▶ **Task brief**
Down to the last line, copy the records below without any change.

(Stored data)
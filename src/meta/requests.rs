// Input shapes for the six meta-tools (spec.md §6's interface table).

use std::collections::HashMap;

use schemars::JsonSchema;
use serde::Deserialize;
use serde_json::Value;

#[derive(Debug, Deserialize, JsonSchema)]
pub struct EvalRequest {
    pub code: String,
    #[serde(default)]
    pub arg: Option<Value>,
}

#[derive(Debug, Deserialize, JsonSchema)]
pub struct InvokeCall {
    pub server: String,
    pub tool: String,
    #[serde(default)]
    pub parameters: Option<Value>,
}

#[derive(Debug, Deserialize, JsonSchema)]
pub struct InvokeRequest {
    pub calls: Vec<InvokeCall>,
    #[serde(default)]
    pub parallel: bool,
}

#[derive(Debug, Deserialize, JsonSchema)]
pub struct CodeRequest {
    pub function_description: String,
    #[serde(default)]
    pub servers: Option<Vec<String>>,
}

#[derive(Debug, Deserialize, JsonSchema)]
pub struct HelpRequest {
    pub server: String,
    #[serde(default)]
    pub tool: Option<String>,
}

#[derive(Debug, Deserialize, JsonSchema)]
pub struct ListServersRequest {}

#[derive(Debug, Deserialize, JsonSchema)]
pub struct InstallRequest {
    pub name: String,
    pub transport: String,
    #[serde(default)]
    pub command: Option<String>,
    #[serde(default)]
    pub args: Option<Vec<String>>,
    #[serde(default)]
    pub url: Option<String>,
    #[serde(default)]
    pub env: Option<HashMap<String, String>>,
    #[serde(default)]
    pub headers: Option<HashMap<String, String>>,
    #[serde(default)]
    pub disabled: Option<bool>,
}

▶ **Task answer**
filename src/meta/requests.rs
// Input shapes for the six meta-tools (spec.md §6's interface table).

use std::collections::HashMap;

use schemars::JsonSchema;
use serde::Deserialize;
use serde_json::Value;

#[derive(Debug, Deserialize, JsonSchema)]
pub struct EvalRequest {
    pub code: String,
    #[serde(default)]
    pub arg: Option<Value>,
}

#[derive(Debug, Deserialize, JsonSchema)]
pub struct InvokeCall {
    pub server: String,
    pub tool: String,
    #[serde(default)]
    pub parameters: Option<Value>,
}

#[derive(Debug, Deserialize, JsonSchema)]
pub struct InvokeRequest {
    pub calls: Vec<InvokeCall>,
    #[serde(default)]
    pub parallel: bool,
}

#[derive(Debug, Deserialize, JsonSchema)]
pub struct CodeRequest {
    pub function_description: String,
    #[serde(default)]
    pub servers: Option<Vec<String>>,
}

#[derive(Debug, Deserialize, JsonSchema)]
pub struct HelpRequest {
    pub server: String,
    #[serde(default)]
    pub tool: Option<String>,
}

#[derive(Debug, Deserialize, JsonSchema)]
pub struct ListServersRequest {}

#[derive(Debug, Deserialize, JsonSchema)]
pub struct InstallRequest {
    pub name: String,
    pub transport: String,
    #[serde(default)]
    pub command: Option<String>,
    #[serde(default)]
    pub args: Option<Vec<String>>,
    #[serde(default)]
    pub url: Option<String>,
    #[serde(default)]
    pub env: Option<HashMap<String, String>>,
    #[serde(default)]
    pub headers: Option<HashMap<String, String>>,
    #[serde(default)]
    pub disabled: Option<bool>,
}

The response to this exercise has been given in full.